Tests show just a six-week course of commonly available tablets leads to a marked improvement in mental function.
Montelukast appears to work by reducing inflammation in a part of the brain associated with learning and memory.
It is the latest drug to be “repurposed” – used to treat a different condition than it was originally intended for.
Experts said the exciting discovery gives hope to hundreds of thousands of people who will be struck down with dementia.
They believe the pill could hold the key to providing the first “safe and durable” treatment for old age.
The breakthrough came after researchers at the Paracelsus Medical University in Salzburg, Austria, found it boosted the memories of older rats.
“Counteracting some, or ideally all, of such age-related changes might rejuvenate the brain and lead to preservation or even improvement of cognitive function in the elderly,” the researchers claimed in a landmark study published in the respected journal Nature.
The gradual loss of memory and cognitive skills is a key sign of ageing.
Growing old is also associated with a slowdown in the growth of new brain cells and an chronic increase in toxic inflammation.
Neurologist Ludwig Aigner tested montelukast because it blocks inflammation in asthma and could do the same in the brain.
Researchers gave 10mg daily doses to four-month-old and 20-month-old rats, the older rodents being the equivalent in age to 65 to 70-year-old humans.
The older animals did not have a rodent form of dementia, but showed the same decline in brain agility that humans experience as they age.
Groups of rats were trained to find a submerged platform in a water pool.
After five days, older rodents were still unclear about its location but those given the drug could find it almost as well as younger animals.
After two days the rats were again lowered into the water pool and went in search of the platform.
Again, older rodents were bad at remembering where it was, but those given the drug appeared to have better memories, and found the platform nearly as quickly as younger animals.
Further experiments examined how animals behaved when familiar objects were moved.
Young rodents spent more time checking out where they had gone, which researchers believe is because they have better memories.
When older rodents were given montelukast they behaved in an identical way.
Studies of their brains revealed older animals given the drug had more freshly-grown neutrons than those given a dummy pill.
Crucially, they showed less obvious inflammation.
Professor Christian Hölscher, a leading Alzheimer’s researcher at Lancaster University, said: “These new research results show very promising effects.
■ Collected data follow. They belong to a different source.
//! Output pump
//!
//! Reads the transcoder's stdout, decodes it and republishes the result at
//! the task's output path. One pump runs per process instance; it ends when
//! the pipe reaches end of stream or the instance token is cancelled.

use std::sync::atomic::Ordering;
use std::sync::Arc;
use std::time::Duration;

use tokio::io::{AsyncRead, AsyncReadExt};
use tokio_util::sync::CancellationToken;

use crate::error::DecodeError;
use crate::media::ContainerDecoder;
use crate::registry::StreamEndpoints;

use super::config::TransformConfig;
use super::task::TransformTask;

/// Pumps decoded transcoder output into a publication
pub struct OutputPump<R> {
    task: Arc<TransformTask>,
    endpoints: Arc<dyn StreamEndpoints>,
    reader: R,
    decoder: Box<dyn ContainerDecoder>,
    read_buffer_size: usize,
    decode_retry: Duration,
    cancel: CancellationToken,
}

impl<R> OutputPump<R>
where
    R: AsyncRead + Send + Unpin,
{
    pub fn new(
        task: Arc<TransformTask>,
        endpoints: Arc<dyn StreamEndpoints>,
        reader: R,
        decoder: Box<dyn ContainerDecoder>,
        config: &TransformConfig,
        cancel: CancellationToken,
    ) -> Self {
        Self {
            task,
            endpoints,
            reader,
            decoder,
            read_buffer_size: config.read_buffer_size.max(1),
            decode_retry: config.decode_retry,
            cancel,
        }
    }

    /// Run until the output channel closes
    ///
    /// Returns the number of bytes read.
    pub async fn run(mut self) -> u64 {
        let mut buf = vec![0u8; self.read_buffer_size];
        let mut total = 0u64;

        loop {
            // Reads win over cancellation so buffered output is drained first
            let n = tokio::select! {
                biased;
                result = self.reader.read(&mut buf) => match result {
                    Ok(0) => break,
                    Ok(n) => n,
                    Err(e) => {
                        let e = DecodeError::Read(e);
                        tracing::error!(task_id = self.task.id(), error = %e, "Output channel read failed");
                        break;
                    }
                },
                _ = self.cancel.cancelled() => break,
            };

            total += n as u64;
            self.task
                .counters
                .bytes_out
                .fetch_add(n as u64, Ordering::Relaxed);

            self.ensure_publication().await;

            match self.decoder.feed(&buf[..n]) {
                Ok(()) => self.publish_pending().await,
                Err(e) if e.is_closed() => {
                    tracing::debug!(task_id = self.task.id(), "Decoder reports channel closed");
                    break;
                }
                Err(e) => {
                    self.task
                        .counters
                        .decode_errors
                        .fetch_add(1, Ordering::Relaxed);
                    tracing::error!(task_id = self.task.id(), error = %e, "Feed error");
                    self.publish_pending().await;

                    tokio::select! {
                        _ = tokio::time::sleep(self.decode_retry) => {}
                        _ = self.cancel.cancelled() => break,
                    }
                }
            }
        }

        if let Err(e) = self.decoder.finish() {
            if !e.is_closed() {
                self.task
                    .counters
                    .decode_errors
                    .fetch_add(1, Ordering::Relaxed);
                tracing::warn!(task_id = self.task.id(), error = %e, "Error flushing decoder");
            }
        }
        self.publish_pending().await;

        tracing::debug!(task_id = self.task.id(), bytes = total, "Output pump finished");
        total
    }

    /// Create the publication on first data
    ///
    /// Anything left at the output path by a previous instance is deleted
    /// first so this instance owns the path exclusively.
    async fn ensure_publication(&mut self) {
        let mut slot = self.task.publication.lock().await;
        if slot.is_some() {
            return;
        }

        let output = self.task.output();
        if self.endpoints.lookup(output).await {
            tracing::debug!(stream = %output, "Deleting stale endpoint at output path");
            self.endpoints.delete(output).await;
        }

        match self.endpoints.publish(output).await {
            Ok(publication) => {
                tracing::info!(task_id = self.task.id(), stream = %output, "Publisher created");
                *slot = Some(publication);
            }
            Err(e) => {
                tracing::error!(
                    task_id = self.task.id(),
                    stream = %output,
                    error = %e,
                    "Failed to publish output"
                );
            }
        }
    }

    async fn publish_pending(&mut self) {
        let events = self.decoder.drain();
        if events.is_empty() {
            return;
        }

        let slot = self.task.publication.lock().await;
        let Some(publication) = slot.as_ref() else {
            tracing::debug!(
                task_id = self.task.id(),
                dropped = events.len(),
                "No publisher, dropping decoded events"
            );
            return;
        };

        for event in events {
            tracing::trace!(kind = event.kind(), "Publishing decoded event");
            publication.write(event).await;
        }
    }
}

#[cfg(test)]
mod tests {
    use std::io::Cursor;

    use async_trait::async_trait;
    use tokio::sync::mpsc;
    use tokio_test::io::Builder;

    use super::*;
    use crate::media::AnnexBDecoder;
    use crate::registry::{MediaEvent, SourceHandler, StreamRegistry};
    use crate::transform::request::TaskRequest;

    const SPS: &[u8] = &[0x67, 0x64, 0x00, 0x1F, 0xAC];
    const PPS: &[u8] = &[0x68, 0xEB, 0x8F, 0x2C];
    const IDR: &[u8] = &[0x65, 0x88, 0x84, 0x00];
    const P_SLICE: &[u8] = &[0x41, 0x9A, 0x02, 0x00];

    fn annexb(units: &[&[u8]]) -> Vec<u8> {
        let mut out = Vec::new();
        for unit in units {
            out.extend_from_slice(&[0, 0, 0, 1]);
            out.extend_from_slice(unit);
        }
        out
    }

    struct Collect(mpsc::UnboundedSender<MediaEvent>);

    #[async_trait]
    impl SourceHandler for Collect {
        async fn on_event(&self, event: MediaEvent) {
            let _ = self.0.send(event);
        }
    }

    fn setup() -> (Arc<TransformTask>, StreamRegistry, TransformConfig) {
        let task = Arc::new(TransformTask::new(
            1,
            TaskRequest::new("live/cam1").resolve().unwrap(),
        ));
        let config = TransformConfig::default().decode_retry(Duration::from_millis(10));
        (task, StreamRegistry::new(), config)
    }

    fn pump<R: AsyncRead + Send + Unpin>(
        task: &Arc<TransformTask>,
        registry: &StreamRegistry,
        config: &TransformConfig,
        reader: R,
    ) -> OutputPump<R> {
        OutputPump::new(
            Arc::clone(task),
            Arc::new(registry.clone()),
            reader,
            Box::new(AnnexBDecoder::new(25.0)),
            config,
            CancellationToken::new(),
        )
    }

    #[tokio::test]
    async fn test_republishes_decoded_output() {
        let (task, registry, config) = setup();
        let data = annexb(&[SPS, PPS, IDR, P_SLICE]);
        let len = data.len() as u64;

        // Read split across two chunks
        let (head, tail) = data.split_at(10);
        let reader = Builder::new().read(head).read(tail).build();
        let pump = pump(&task, &registry, &config, reader);
        assert_eq!(pump.run().await, len);

        assert_eq!(task.stats().bytes_out, len);
        assert!(registry.has_active_stream(task.output()).await);
        let stats = registry.get_stream_stats(task.output()).await.unwrap();
        assert!(stats.has_video_track);
        assert_eq!(stats.frames, 2);

        // Late viewer still gets the track first
        let (tx, mut rx) = mpsc::unbounded_channel();
        let _subscription =
            StreamEndpoints::subscribe(&registry, task.output(), Arc::new(Collect(tx)))
                .await
                .unwrap();
        assert!(matches!(rx.recv().await, Some(MediaEvent::Attached(_))));
        assert!(matches!(rx.recv().await, Some(MediaEvent::VideoTrack(_))));
    }

    #[tokio::test]
    async fn test_stale_endpoint_replaced() {
        let (task, registry, config) = setup();

        // Left behind by a previous instance
        let stale = StreamEndpoints::publish(&registry, task.output())
            .await
            .unwrap();

        let pump = pump(&task, &registry, &config, Cursor::new(annexb(&[SPS, PPS, IDR])));
        pump.run().await;

        assert!(task.publication.lock().await.is_some());
        assert!(registry.has_active_stream(task.output()).await);

        // The old handle no longer controls the path
        stale.stop().await;
        assert!(registry.has_active_stream(task.output()).await);
    }

    #[tokio::test]
    async fn test_no_data_no_publication() {
        let (task, registry, config) = setup();
        let pump = pump(&task, &registry, &config, Cursor::new(Vec::new()));

        assert_eq!(pump.run().await, 0);
        assert!(task.publication.lock().await.is_none());
        assert!(!StreamEndpoints::lookup(&registry, task.output()).await);
    }

    #[tokio::test]
    async fn test_malformed_data_is_retried() {
        let (task, registry, config) = setup();
        let mut data = annexb(&[SPS, PPS, &[0x80, 0x00], IDR]);
        data.extend(annexb(&[P_SLICE]));
        let pump = pump(&task, &registry, &config, Cursor::new(data));

        pump.run().await;

        assert_eq!(task.stats().decode_errors, 1);
        let stats = registry.get_stream_stats(task.output()).await.unwrap();
        assert!(stats.has_video_track);
        assert_eq!(stats.frames, 2);
    }

    #[tokio::test]
    async fn test_read_error_ends_pump() {
        let (task, registry, config) = setup();
        let reader = Builder::new()
            .read(&annexb(&[SPS, PPS, IDR]))
            .read_error(std::io::Error::new(std::io::ErrorKind::BrokenPipe, "gone"))
            .build();
        let pump = pump(&task, &registry, &config, reader);

        pump.run().await;

        // Buffered frame is flushed on the way out
        let stats = registry.get_stream_stats(task.output()).await.unwrap();
        assert_eq!(stats.frames, 1);
    }

    #[tokio::test]
    async fn test_cancel_stops_idle_pump() {
        let (task, registry, config) = setup();
        let (_writer, reader) = tokio::io::duplex(64);
        let cancel = CancellationToken::new();

        let pump = OutputPump::new(
            Arc::clone(&task),
            Arc::new(registry.clone()),
            reader,
            Box::new(AnnexBDecoder::new(25.0)),
            &config,
            cancel.clone(),
        );
        let handle = tokio::spawn(pump.run());

        cancel.cancel();
        let total = tokio::time::timeout(Duration::from_secs(1), handle)
            .await
            .expect("pump did not stop")
            .unwrap();
        assert_eq!(total, 0);
    }
}
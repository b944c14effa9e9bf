//! Error types
//!
//! Each concern has its own error enum; [`Error`] wraps them for callers that
//! only want one type to propagate.

use std::fmt;
use std::io;

use crate::media::VideoCodec;
use crate::registry::RegistryError;

/// Result alias used throughout the crate
pub type Result<T> = std::result::Result<T, Error>;

/// Top-level error type
#[derive(Debug)]
pub enum Error {
    /// I/O failure (process spawn, pipe access)
    Io(io::Error),
    /// Stream registry / endpoint failure
    Registry(RegistryError),
    /// Rejected transform request
    Task(TaskError),
    /// Input pump failure
    Input(InputError),
    /// Container decoder failure
    Decode(DecodeError),
}

impl fmt::Display for Error {
    fn fmt(&self, f: &mut fmt::Formatter<'_>) -> fmt::Result {
        match self {
            Error::Io(e) => write!(f, "I/O error: {}", e),
            Error::Registry(e) => write!(f, "Registry error: {}", e),
            Error::Task(e) => write!(f, "Task error: {}", e),
            Error::Input(e) => write!(f, "Input error: {}", e),
            Error::Decode(e) => write!(f, "Decode error: {}", e),
        }
    }
}

impl std::error::Error for Error {
    fn source(&self) -> Option<&(dyn std::error::Error + 'static)> {
        match self {
            Error::Io(e) => Some(e),
            Error::Registry(e) => Some(e),
            Error::Task(e) => Some(e),
            Error::Input(e) => Some(e),
            Error::Decode(e) => Some(e),
        }
    }
}

impl From<io::Error> for Error {
    fn from(e: io::Error) -> Self {
        Error::Io(e)
    }
}

impl From<RegistryError> for Error {
    fn from(e: RegistryError) -> Self {
        Error::Registry(e)
    }
}

impl From<TaskError> for Error {
    fn from(e: TaskError) -> Self {
        Error::Task(e)
    }
}

impl From<InputError> for Error {
    fn from(e: InputError) -> Self {
        Error::Input(e)
    }
}

impl From<DecodeError> for Error {
    fn from(e: DecodeError) -> Self {
        Error::Decode(e)
    }
}

/// Configuration errors raised synchronously when a transform is requested
#[derive(Debug, Clone, PartialEq, Eq)]
pub enum TaskError {
    /// The request carried no source path
    EmptySourcePath,
    /// A task already owns this output path
    DuplicateOutput(String),
}

impl fmt::Display for TaskError {
    fn fmt(&self, f: &mut fmt::Formatter<'_>) -> fmt::Result {
        match self {
            TaskError::EmptySourcePath => write!(f, "Source path is empty"),
            TaskError::DuplicateOutput(path) => {
                write!(f, "Output path already has a transform task: {}", path)
            }
        }
    }
}

impl std::error::Error for TaskError {}

/// Errors from writing samples into the transcoder's input channel
#[derive(Debug)]
pub enum InputError {
    /// No process instance currently owns an input channel
    ChannelUnbound,
    /// The write itself failed
    Write(io::Error),
    /// Parameter-set forwarding is not implemented for this codec
    UnsupportedCodec(VideoCodec),
}

impl fmt::Display for InputError {
    fn fmt(&self, f: &mut fmt::Formatter<'_>) -> fmt::Result {
        match self {
            InputError::ChannelUnbound => write!(f, "No input channel bound"),
            InputError::Write(e) => write!(f, "Write to input channel failed: {}", e),
            InputError::UnsupportedCodec(codec) => {
                write!(f, "Parameter sets not supported for codec {}", codec)
            }
        }
    }
}

impl std::error::Error for InputError {
    fn source(&self) -> Option<&(dyn std::error::Error + 'static)> {
        match self {
            InputError::Write(e) => Some(e),
            _ => None,
        }
    }
}

/// Errors reported by a container decoder
#[derive(Debug)]
pub enum DecodeError {
    /// The readable channel is closed; terminal for the current process instance
    Closed,
    /// Reading from the channel failed for another reason
    Read(io::Error),
    /// The byte stream could not be parsed
    Malformed(String),
}

impl DecodeError {
    /// Whether this error ends the output pump for the current process instance
    pub fn is_closed(&self) -> bool {
        matches!(self, DecodeError::Closed)
    }
}

impl fmt::Display for DecodeError {
    fn fmt(&self, f: &mut fmt::Formatter<'_>) -> fmt::Result {
        match self {
            DecodeError::Closed => write!(f, "Channel already closed"),
            DecodeError::Read(e) => write!(f, "Read failed: {}", e),
            DecodeError::Malformed(msg) => write!(f, "Malformed data: {}", msg),
        }
    }
}

impl std::error::Error for DecodeError {}

#[cfg(test)]
mod tests {
    use super::*;

    #[test]
    fn test_task_error_display() {
        let err = TaskError::DuplicateOutput("live/cam1-ts0".into());
        assert_eq!(
            err.to_string(),
            "Output path already has a transform task: live/cam1-ts0"
        );
        assert_eq!(TaskError::EmptySourcePath.to_string(), "Source path is empty");
    }

    #[test]
    fn test_error_conversions() {
        let err: Error = TaskError::EmptySourcePath.into();
        assert!(matches!(err, Error::Task(TaskError::EmptySourcePath)));

        let err: Error = io::Error::new(io::ErrorKind::NotFound, "ffmpeg").into();
        assert!(matches!(err, Error::Io(_)));
        assert!(std::error::Error::source(&err).is_some());
    }

    #[test]
    fn test_unsupported_codec_message() {
        let err = InputError::UnsupportedCodec(VideoCodec::H265);
        assert_eq!(err.to_string(), "Parameter sets not supported for codec H265");
    }

    #[test]
    fn test_decode_error_closed() {
        assert!(DecodeError::Closed.is_closed());
        assert!(!DecodeError::Malformed("bad".into()).is_closed());
    }
}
As more and more inflammation builds up during ageing, it is a good approach to test currently available drugs that reduce inflammation such as in asthma to see if they can also be helpful in protecting against the long term effects of chronic inflammation.
“Since this drug is already on the market, we know exactly how people respond to it and what the potential side effects are.
“Also, it is much easier to test this drug in clinical trials as it is already licensed for use in people.”
One in three people born this year are expected to develop the harrowing condition.
The scale of “dementia dread” is such that eight in ten over 55s admit to being terrified of the condition with 76 per cent of 18-24 year olds saying the same.
It now affects 850,000 people in the UK and costs £26bn a year to treat.
Experts estimate more than 2m will be struck down by 2050.
Dementia is caused by diseases, most commonly Alzheimer’s, resulting in the loss of brain cells, which impair mental function.
Research shows a third of cases could be prevented by adopting healthier lifestyles like not smoking, taking more exercise and eating a diet rich in vitamins and fish.
Telltale symptoms include memory loss, confused thinking, speech and difficulty problem-solving. It is progressive, meaning it worsens over time.
Dr Laura Phipps, of Alzheimer’s Research UK, said: “We now know that inflammation could play a harmful role in many brain diseases, including those that cause dementia.
“Researchers are investigating a wide range of anti-inflammatory approaches in the search for new treatments for Alzheimer’s and this study in rats uses an existing anti-asthma drug to dampen brain inflammation.”
Doug Brown, of Alzheimer’s Society, said: “We know that inflammation in the brain may contribute to the development of Alzheimer’s disease, and so finding ways to treat this is a potential avenue for researchers.
“The approach of repurposing existing drugs is a promising one as it could mean new treatments for dementia become available in half of the time of a standard drug – bringing hope to hundreds of thousands.”